WHAT IS NEEDED
In the listing below, how many lines contain the string "client"? Answer with the number only.

AVAILABLE DATA
※

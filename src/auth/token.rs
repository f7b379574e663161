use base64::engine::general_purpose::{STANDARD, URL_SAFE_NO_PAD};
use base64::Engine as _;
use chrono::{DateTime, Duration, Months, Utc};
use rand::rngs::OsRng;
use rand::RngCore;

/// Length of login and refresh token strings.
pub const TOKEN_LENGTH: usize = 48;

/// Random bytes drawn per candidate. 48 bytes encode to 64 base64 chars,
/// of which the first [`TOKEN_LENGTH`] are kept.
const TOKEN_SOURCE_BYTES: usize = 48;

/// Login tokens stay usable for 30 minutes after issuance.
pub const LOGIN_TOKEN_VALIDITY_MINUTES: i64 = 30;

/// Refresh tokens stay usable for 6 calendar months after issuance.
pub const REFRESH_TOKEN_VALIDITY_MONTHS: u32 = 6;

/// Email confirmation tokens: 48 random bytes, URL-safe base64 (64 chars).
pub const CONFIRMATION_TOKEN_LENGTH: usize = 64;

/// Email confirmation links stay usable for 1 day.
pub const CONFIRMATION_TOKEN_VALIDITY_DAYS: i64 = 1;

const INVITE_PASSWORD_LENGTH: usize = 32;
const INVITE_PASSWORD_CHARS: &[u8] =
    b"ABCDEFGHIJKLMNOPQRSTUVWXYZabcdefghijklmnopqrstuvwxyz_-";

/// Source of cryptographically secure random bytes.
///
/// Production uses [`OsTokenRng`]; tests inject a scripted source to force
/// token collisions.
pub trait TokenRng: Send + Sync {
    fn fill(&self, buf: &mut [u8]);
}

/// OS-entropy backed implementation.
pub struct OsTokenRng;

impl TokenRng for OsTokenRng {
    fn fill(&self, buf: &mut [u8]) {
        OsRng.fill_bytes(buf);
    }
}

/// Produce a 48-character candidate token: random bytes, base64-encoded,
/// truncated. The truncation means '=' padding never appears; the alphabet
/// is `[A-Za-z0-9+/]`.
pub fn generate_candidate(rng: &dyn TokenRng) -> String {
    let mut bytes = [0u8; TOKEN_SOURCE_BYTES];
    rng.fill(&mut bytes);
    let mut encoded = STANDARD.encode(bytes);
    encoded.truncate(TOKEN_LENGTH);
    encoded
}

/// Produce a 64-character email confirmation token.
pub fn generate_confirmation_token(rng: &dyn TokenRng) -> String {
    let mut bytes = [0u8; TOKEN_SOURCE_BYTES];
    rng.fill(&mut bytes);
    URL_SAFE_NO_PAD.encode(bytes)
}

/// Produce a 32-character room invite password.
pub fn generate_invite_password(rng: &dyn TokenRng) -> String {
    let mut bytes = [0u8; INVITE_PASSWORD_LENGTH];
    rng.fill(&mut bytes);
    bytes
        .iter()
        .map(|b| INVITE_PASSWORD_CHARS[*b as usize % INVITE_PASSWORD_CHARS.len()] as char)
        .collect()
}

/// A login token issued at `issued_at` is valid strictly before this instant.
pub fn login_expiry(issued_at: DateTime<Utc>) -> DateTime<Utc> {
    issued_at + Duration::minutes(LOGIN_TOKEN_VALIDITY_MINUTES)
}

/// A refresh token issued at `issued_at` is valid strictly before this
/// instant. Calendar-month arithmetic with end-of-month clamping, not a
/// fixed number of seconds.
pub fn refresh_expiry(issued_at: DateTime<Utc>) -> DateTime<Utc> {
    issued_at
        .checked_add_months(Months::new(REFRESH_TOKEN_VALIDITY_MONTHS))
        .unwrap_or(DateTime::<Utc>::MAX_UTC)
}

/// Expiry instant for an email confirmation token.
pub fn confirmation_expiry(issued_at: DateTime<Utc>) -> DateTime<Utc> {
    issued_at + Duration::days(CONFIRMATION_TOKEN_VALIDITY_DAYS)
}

※

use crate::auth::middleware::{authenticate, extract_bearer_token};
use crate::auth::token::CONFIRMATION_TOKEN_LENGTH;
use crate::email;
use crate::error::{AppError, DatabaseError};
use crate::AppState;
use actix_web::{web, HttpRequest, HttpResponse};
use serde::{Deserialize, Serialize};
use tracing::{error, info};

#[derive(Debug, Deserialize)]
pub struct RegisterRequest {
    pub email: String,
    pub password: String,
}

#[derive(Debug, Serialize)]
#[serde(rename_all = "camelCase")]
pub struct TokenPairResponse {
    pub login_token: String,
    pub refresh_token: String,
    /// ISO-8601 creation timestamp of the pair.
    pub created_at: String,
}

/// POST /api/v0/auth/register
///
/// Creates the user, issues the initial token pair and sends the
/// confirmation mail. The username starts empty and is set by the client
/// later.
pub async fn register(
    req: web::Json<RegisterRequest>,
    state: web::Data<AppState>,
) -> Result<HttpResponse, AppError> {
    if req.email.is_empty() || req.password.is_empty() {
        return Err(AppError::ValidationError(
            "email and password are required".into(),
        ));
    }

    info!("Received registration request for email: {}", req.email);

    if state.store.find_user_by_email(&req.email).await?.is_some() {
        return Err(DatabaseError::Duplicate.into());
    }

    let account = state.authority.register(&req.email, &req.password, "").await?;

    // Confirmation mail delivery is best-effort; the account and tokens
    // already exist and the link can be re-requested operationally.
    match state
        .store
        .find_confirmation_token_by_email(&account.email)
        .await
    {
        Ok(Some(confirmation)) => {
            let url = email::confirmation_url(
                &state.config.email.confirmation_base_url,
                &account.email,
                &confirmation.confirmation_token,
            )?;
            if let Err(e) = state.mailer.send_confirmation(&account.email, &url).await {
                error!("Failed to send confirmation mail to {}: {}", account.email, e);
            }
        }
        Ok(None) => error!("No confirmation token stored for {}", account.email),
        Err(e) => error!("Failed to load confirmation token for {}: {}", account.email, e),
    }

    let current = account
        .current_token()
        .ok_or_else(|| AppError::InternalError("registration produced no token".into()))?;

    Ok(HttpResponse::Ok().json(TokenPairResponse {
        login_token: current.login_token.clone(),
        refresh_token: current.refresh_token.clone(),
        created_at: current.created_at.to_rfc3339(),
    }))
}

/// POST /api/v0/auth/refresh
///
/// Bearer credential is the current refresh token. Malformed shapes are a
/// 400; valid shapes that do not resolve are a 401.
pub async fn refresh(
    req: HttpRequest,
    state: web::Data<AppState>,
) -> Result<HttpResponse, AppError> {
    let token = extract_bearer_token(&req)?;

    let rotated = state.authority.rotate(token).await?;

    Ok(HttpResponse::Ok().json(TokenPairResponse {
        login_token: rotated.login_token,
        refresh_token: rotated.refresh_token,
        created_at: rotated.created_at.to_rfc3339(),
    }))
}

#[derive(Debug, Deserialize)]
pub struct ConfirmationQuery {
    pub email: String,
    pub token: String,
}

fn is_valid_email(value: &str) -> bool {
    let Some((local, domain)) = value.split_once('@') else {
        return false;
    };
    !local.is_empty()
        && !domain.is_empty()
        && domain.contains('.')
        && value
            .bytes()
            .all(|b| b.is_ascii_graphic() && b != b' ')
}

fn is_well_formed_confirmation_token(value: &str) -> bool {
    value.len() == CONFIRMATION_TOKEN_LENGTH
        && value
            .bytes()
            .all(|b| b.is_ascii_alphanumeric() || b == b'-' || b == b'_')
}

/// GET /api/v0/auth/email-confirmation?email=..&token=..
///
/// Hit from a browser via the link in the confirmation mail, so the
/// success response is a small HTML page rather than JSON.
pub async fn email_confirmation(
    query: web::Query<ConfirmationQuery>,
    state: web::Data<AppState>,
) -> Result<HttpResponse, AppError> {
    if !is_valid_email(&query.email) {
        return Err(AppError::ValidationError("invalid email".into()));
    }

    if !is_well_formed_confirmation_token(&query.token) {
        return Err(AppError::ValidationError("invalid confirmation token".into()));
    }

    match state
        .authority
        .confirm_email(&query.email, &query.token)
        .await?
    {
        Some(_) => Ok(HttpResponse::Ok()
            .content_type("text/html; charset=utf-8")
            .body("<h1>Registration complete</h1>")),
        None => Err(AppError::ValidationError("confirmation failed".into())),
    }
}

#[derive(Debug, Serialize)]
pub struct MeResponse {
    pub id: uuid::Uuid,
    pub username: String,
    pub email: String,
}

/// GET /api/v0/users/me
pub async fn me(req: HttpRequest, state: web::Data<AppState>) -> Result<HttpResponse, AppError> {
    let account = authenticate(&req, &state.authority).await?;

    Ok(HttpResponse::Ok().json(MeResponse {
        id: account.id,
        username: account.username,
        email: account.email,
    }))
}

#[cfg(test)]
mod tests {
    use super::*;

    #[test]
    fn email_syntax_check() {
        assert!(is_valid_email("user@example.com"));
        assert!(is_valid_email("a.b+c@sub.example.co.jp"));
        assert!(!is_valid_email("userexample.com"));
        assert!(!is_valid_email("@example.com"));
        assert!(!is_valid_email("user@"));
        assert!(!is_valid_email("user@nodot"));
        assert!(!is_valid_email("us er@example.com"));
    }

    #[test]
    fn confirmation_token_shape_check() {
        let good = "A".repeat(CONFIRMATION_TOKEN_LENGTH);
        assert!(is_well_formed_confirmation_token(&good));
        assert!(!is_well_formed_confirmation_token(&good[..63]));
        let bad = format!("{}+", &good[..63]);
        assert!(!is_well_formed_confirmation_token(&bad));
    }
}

※

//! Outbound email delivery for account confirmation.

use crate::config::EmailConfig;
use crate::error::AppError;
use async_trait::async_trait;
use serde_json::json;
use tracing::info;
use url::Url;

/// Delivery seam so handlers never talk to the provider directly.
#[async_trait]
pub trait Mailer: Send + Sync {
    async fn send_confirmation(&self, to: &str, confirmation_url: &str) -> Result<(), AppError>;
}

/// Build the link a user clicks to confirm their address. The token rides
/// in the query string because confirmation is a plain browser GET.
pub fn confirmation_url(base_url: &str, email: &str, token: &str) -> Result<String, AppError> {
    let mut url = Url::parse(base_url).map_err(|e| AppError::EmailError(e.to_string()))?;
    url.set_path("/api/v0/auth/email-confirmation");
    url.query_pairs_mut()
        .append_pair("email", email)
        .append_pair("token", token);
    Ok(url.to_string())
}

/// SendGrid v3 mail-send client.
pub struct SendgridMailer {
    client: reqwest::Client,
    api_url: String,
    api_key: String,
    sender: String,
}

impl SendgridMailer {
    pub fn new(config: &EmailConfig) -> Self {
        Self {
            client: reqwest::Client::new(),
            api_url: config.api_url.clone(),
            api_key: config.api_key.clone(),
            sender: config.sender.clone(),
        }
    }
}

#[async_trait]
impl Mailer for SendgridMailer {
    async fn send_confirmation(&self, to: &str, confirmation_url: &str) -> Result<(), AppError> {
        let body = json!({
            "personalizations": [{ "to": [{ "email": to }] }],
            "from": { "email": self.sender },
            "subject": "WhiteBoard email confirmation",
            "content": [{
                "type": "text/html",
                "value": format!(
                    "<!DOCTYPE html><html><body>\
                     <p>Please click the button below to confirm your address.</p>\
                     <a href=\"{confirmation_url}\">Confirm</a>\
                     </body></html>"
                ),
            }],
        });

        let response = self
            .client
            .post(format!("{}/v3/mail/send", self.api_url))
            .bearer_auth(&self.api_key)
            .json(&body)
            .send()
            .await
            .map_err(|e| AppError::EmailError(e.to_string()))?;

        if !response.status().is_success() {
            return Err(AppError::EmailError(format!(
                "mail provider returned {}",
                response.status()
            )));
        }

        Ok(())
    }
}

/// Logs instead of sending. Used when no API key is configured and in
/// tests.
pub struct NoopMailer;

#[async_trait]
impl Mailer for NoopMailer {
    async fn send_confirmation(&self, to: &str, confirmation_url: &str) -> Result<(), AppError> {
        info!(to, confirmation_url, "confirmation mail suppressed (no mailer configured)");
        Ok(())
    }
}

※

RESPONSE BELOW
5